Business-Economic Impacts of Licensed Casino Gambling in West Virginia

An excerpt from:

The Business-Economic Impacts of Licensed Casino Gambling in West Virginia: Short-Term Gain but Long-Term Pain
By John Warren Kindt

John Warren Kindt is a professor at the University of Illinois at Urbana-Champaign. A faculty member since 1978, he teaches courses in commerce and legal policy. The text and footnotes have been updated from the original publication in The National Impact of Casino Gambling Proliferation: Hearing Before the House Committee on Small Business, 103rd. Congress, 2nd. Session 77 (1994). Due to the format of this publication, substantial footnotes have been deleted.

The Economic Development Argument Exposed

From a business-economic perspective, the main issue involved in legalizing various forms of gambling is whether gambling activities constitute a valid strategy for economic development. While the dollars invested in various legalized gambling projects and the jobs initially created are evident, the industry has been criticized for inflating the positive economic impacts and trivializing or ignoring the negative impacts (Goodman 1994). The industry's tendency to focus on specialized factors provides a distorted view of the localized economic positives, while ignoring the strategic business-economic costs to the state as a whole (such as West Virginia) and to different regions of the United States (California Governor's Office 1992, Kindt 1995). In 1994, all of the various experts who testified before the U.S. House of Representatives Committee on Small Business criticized the impacts that casino-style gambling activities inflict upon the criminal justice system, the social welfare, system, small businesses, and the economy (Congressional Hearing 1994). Utilizing legalized gambling activities as a strategy for economic development was thoroughly discredited during the hearing.

Florida is the only state which has conducted a comprehensive statewide analysis of the impacts of legalized gambling activities. Its report concurred with the congressional hearing's conclusions (Florida Budgeting Office 1994).

Since some issue areas have not received widespread public attention in West Virginia, this analysis highlights some of the neglected issue areas as they relate to tax revenues, social-welfare costs, education, and job creation.

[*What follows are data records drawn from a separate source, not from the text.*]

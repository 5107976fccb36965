//! Diff retrieval: disk caching, request pacing and HTTP fetching.

pub mod cache;
pub mod error;
pub mod fetcher;
pub mod rate_limit;

pub use cache::{CacheStats, DiffCache};
pub use error::FetchError;
pub use fetcher::DiffFetcher;
pub use rate_limit::RateLimiter;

Economic Cycles and Gambling's Impact on Tax Revenues

From the perspective of U.S. economic history, the United States has had previous economic cycles with widespread legalized gambling activities. The most relevant cycle occurred after the American Civil War and paralleled the post-bellum migration to the "Wild West." Although gambling proliferated during this time-frame, within a few years the trend toward prohibiting gambling activities had begun, and by 1910 there was virtually no legal gambling in the United States. Gambling activities were not just prohibited via state statutes and local ordinances, but more importantly, these prohibitions were incorporated into most state constitutions. The fact that state constitutional provisions were utilized to make it as difficult as possible for future generations to legalize gambling activities (and thereby experiment once again with a classic "boom and bust" economic cycle) lends substantial credence to arguments that both historically and currently, the legalization of gambling activities eventually causes: (1) increased taxes, (2) a loss of jobs from the overall region, (3) economic disruption of other businesses, (4) increased crime and (5) large social-welfare costs for society in general and government agencies in particular. For example, two studies of the riverboat casinos in Illinois concluded that for every one job created by the riverboats, most of the surrounding communities probably lost one or more jobs from pre-existing businesses (Grinols 1994; Grinols and Omorov 1995).

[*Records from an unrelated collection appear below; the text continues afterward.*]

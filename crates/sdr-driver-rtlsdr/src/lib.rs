//! RTL2832U SDR controller driven through an external `rtl_tcp` process.
//!
//! The sampling server owns the USB device and handles two half-duplex
//! connections on one unix socket path: the first carries binary parameter
//! commands from this crate and JSON parameter-snapshot replies back; the
//! second is opened by the data-plane consumer and carries raw samples.
//! This crate supervises the server process, speaks the command side of the
//! protocol, and recycles the device through a remove/re-add cycle on the
//! event bus when the server stalls or dies.
//!
//! The server takes integer parameter values only; plans and operators use
//! natural units. For example:
//!
//! | parameter    | wire unit (integer) | natural unit (real) |
//! |--------------|---------------------|---------------------|
//! | `frequency`  | 166376000 Hz        | 166.376 MHz         |
//! | `tuner_gain` | 105 (0.1 dB)        | 10.5 dB             |
//!
//! See [`units`] for the conversion tables and [`codec`] for the framing.

pub mod codec;
pub mod controller;
pub mod rate;
pub mod supervisor;
pub mod units;

pub use controller::{RtlSdr, ServerOptions};

use anyhow::{Context, Result};
use futures::future::BoxFuture;
use sdr_core::device::{DeviceDescriptor, Plan};
use sdr_core::driver::{BuildContext, SensorFactory};
use sdr_core::sensor::Sensor;
use serde::Deserialize;
use std::path::PathBuf;

/// Configuration for one RTL-SDR controller.
#[derive(Debug, Clone, Deserialize)]
pub struct RtlSdrConfig {
    /// Hub port number; the registry key for this device.
    pub port: u32,
    /// USB bus:device path (e.g. "1:4").
    pub usb_path: String,
    /// Desired output sample rate in Hz.
    pub rate: f64,
    /// Path to the sampling server binary.
    #[serde(default = "default_prog")]
    pub prog: PathBuf,
    /// Directory the per-device control socket is created in.
    #[serde(default = "default_socket_dir")]
    pub socket_dir: PathBuf,
}

fn default_prog() -> PathBuf {
    PathBuf::from("/usr/bin/rtl_tcp")
}

fn default_socket_dir() -> PathBuf {
    PathBuf::from("/tmp")
}

/// Factory for creating RTL-SDR controllers.
pub struct RtlSdrFactory;

impl SensorFactory for RtlSdrFactory {
    fn kind(&self) -> &'static str {
        "rtlsdr"
    }

    fn name(&self) -> &'static str {
        "RTL2832U SDR (rtl_tcp)"
    }

    fn validate(&self, config: &toml::Value) -> Result<()> {
        let cfg: RtlSdrConfig = config.clone().try_into()?;
        if cfg.usb_path.is_empty() {
            anyhow::bail!("usb_path must not be empty");
        }
        Ok(())
    }

    fn build(
        &self,
        config: toml::Value,
        ctx: BuildContext,
    ) -> BoxFuture<'static, Result<Box<dyn Sensor>>> {
        Box::pin(async move {
            let cfg: RtlSdrConfig = config.try_into().context("invalid rtlsdr config")?;

            let dev = DeviceDescriptor::new(cfg.port, cfg.usb_path);
            let plan = Plan { rate: cfg.rate };
            let opts = ServerOptions {
                prog: cfg.prog,
                socket_dir: cfg.socket_dir,
            };

            let controller = RtlSdr::new(dev, &plan, opts, ctx);
            Ok(Box::new(controller) as Box<dyn Sensor>)
        })
    }
}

In recent economic history, legalized gambling activities have been directly and indirectly subsidized by the taxpayers. The field research throughout the nation indicates that for every dollar the legalized gambling interests indicate is being contributed in taxes, it usually costs the taxpayers at least 3 dollars-- and higher numbers have been calculated (Politzer, Morrow and Leavey 1981; Better Government Association 1992; Florida Budget Office 1994). These costs to taxpayers are reflected in: (1) infrastructure costs, (2) relatively high regulatory costs, (3) expenses to the criminal justice system, and (4) large social-welfare costs (Illinois Governor's Office 1992). Accordingly, several state legislators (e.g., in South Dakota) have called for at least partially internalizing these external costs by taxing all legalized gambling activities at a straight 50 percent tax rate.

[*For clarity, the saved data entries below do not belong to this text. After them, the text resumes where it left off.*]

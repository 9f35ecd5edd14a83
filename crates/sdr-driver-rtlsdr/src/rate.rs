//! Hardware sample-rate derivation.
//!
//! The RTL2832U only locks at rates inside two disjoint windows, so the
//! sampling server is asked for the smallest exact multiple of the plan rate
//! that lands inside one of them. The data path can then decimate by an
//! integer factor back to the requested rate.

/// Highest rate the hardware supports, in Hz.
pub const MAX_RATE: u32 = 3_200_000;

/// Substitute applied when the requested rate is unusable, in Hz.
pub const DEFAULT_RATE: u32 = 48_000;

fn in_hardware_range(rate: f64) -> bool {
    (225_001.0..=300_000.0).contains(&rate) || (900_001.0..=3_200_000.0).contains(&rate)
}

/// Map a requested rate to the hardware rate used for sampling.
///
/// Returns the smallest exact integer multiple of the requested rate that
/// falls inside a valid hardware window. Unusable requests (zero, negative,
/// non-finite or above [`MAX_RATE`]) fall back to [`DEFAULT_RATE`] first;
/// that substitution is logged but not an error.
pub fn hardware_rate(requested: f64) -> u32 {
    let step = if requested.is_finite() && requested > 0.0 && requested <= f64::from(MAX_RATE) {
        requested
    } else {
        tracing::warn!(
            requested,
            fallback = DEFAULT_RATE,
            "requested rate not within hardware range"
        );
        f64::from(DEFAULT_RATE)
    };

    let mut hw = step;
    while !in_hardware_range(hw) {
        hw += step;
    }
    hw.round() as u32
}

#[cfg(test)]
mod tests {
    use super::*;

    #[test]
    fn test_multiples_land_in_a_valid_window() {
        for requested in [8_000u32, 24_000, 48_000, 96_000, 225_001, 300_000, 1_000_000] {
            let hw = hardware_rate(f64::from(requested));
            assert_eq!(hw % requested, 0, "{hw} not a multiple of {requested}");
            assert!(
                in_hardware_range(f64::from(hw)),
                "{hw} outside hardware windows"
            );
        }
    }

    #[test]
    fn test_forty_eight_khz_resolves_to_240_khz() {
        assert_eq!(hardware_rate(48_000.0), 240_000);
    }

    #[test]
    fn test_rate_already_valid_is_kept() {
        assert_eq!(hardware_rate(250_000.0), 250_000);
        assert_eq!(hardware_rate(2_400_000.0), 2_400_000);
    }

    #[test]
    fn test_gap_rate_is_multiplied_past_the_gap() {
        // 400 kHz sits between the two windows; tripling reaches the upper one.
        assert_eq!(hardware_rate(400_000.0), 1_200_000);
    }

    #[test]
    fn test_unusable_requests_fall_back() {
        let fallback = hardware_rate(f64::from(DEFAULT_RATE));
        assert_eq!(hardware_rate(0.0), fallback);
        assert_eq!(hardware_rate(-1.0), fallback);
        assert_eq!(hardware_rate(f64::from(MAX_RATE) + 1.0), fallback);
        assert_eq!(hardware_rate(f64::NAN), fallback);
    }
}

Furthermore, as a matter of good public policy, state officials and legislators in Illinois have proposed legislation to prohibit contributions by legalized gambling interests to politicians and political campaigns. In the case of casinos, New Jersey already has such prohibitions, but other states have neglected to enact similar prohibitions. Political scientists have raised concerns that the newly developing constituencies in the licensed gambling industry are becoming so widespread that the industry can dictate economic, social, and tax policies. For example, the industry drafted a state constitutional referendum in Florida which would have mandated the introduction of casinos into communities even if a particular community voted unanimously against a casino (Dyckman 1994). The industry spent approximately $3 million to get the Florida referendum on the ballot and $6.5 million to campaign for the casinos-- more than the combined gubernatorial campaigns of Governor Lawton Chiles and his challenger Jeb Bush (Lavelle 1994). In these contexts, an article in the Columbia Journalism Review cautions the news media "flat out ask [experts, academics, and even other reporters] if they make money off the industry" (Simurda 1994).

Social Welfare Costs

Legalized gambling activities act as a regressive tax on the poor (Clotfelter and Cook 1989). Specifically, the legalization of various forms of gambling activities makes "poor people poorer" and can dramatically intensify many pre-existing social-welfare problems. Demographic analyses reveal that certain disadvantaged socioeconomic groups tend to gamble proportionately greater amounts of their overall income and marketing efforts, particularly by state lotteries, have allegedly been directed at these target groups.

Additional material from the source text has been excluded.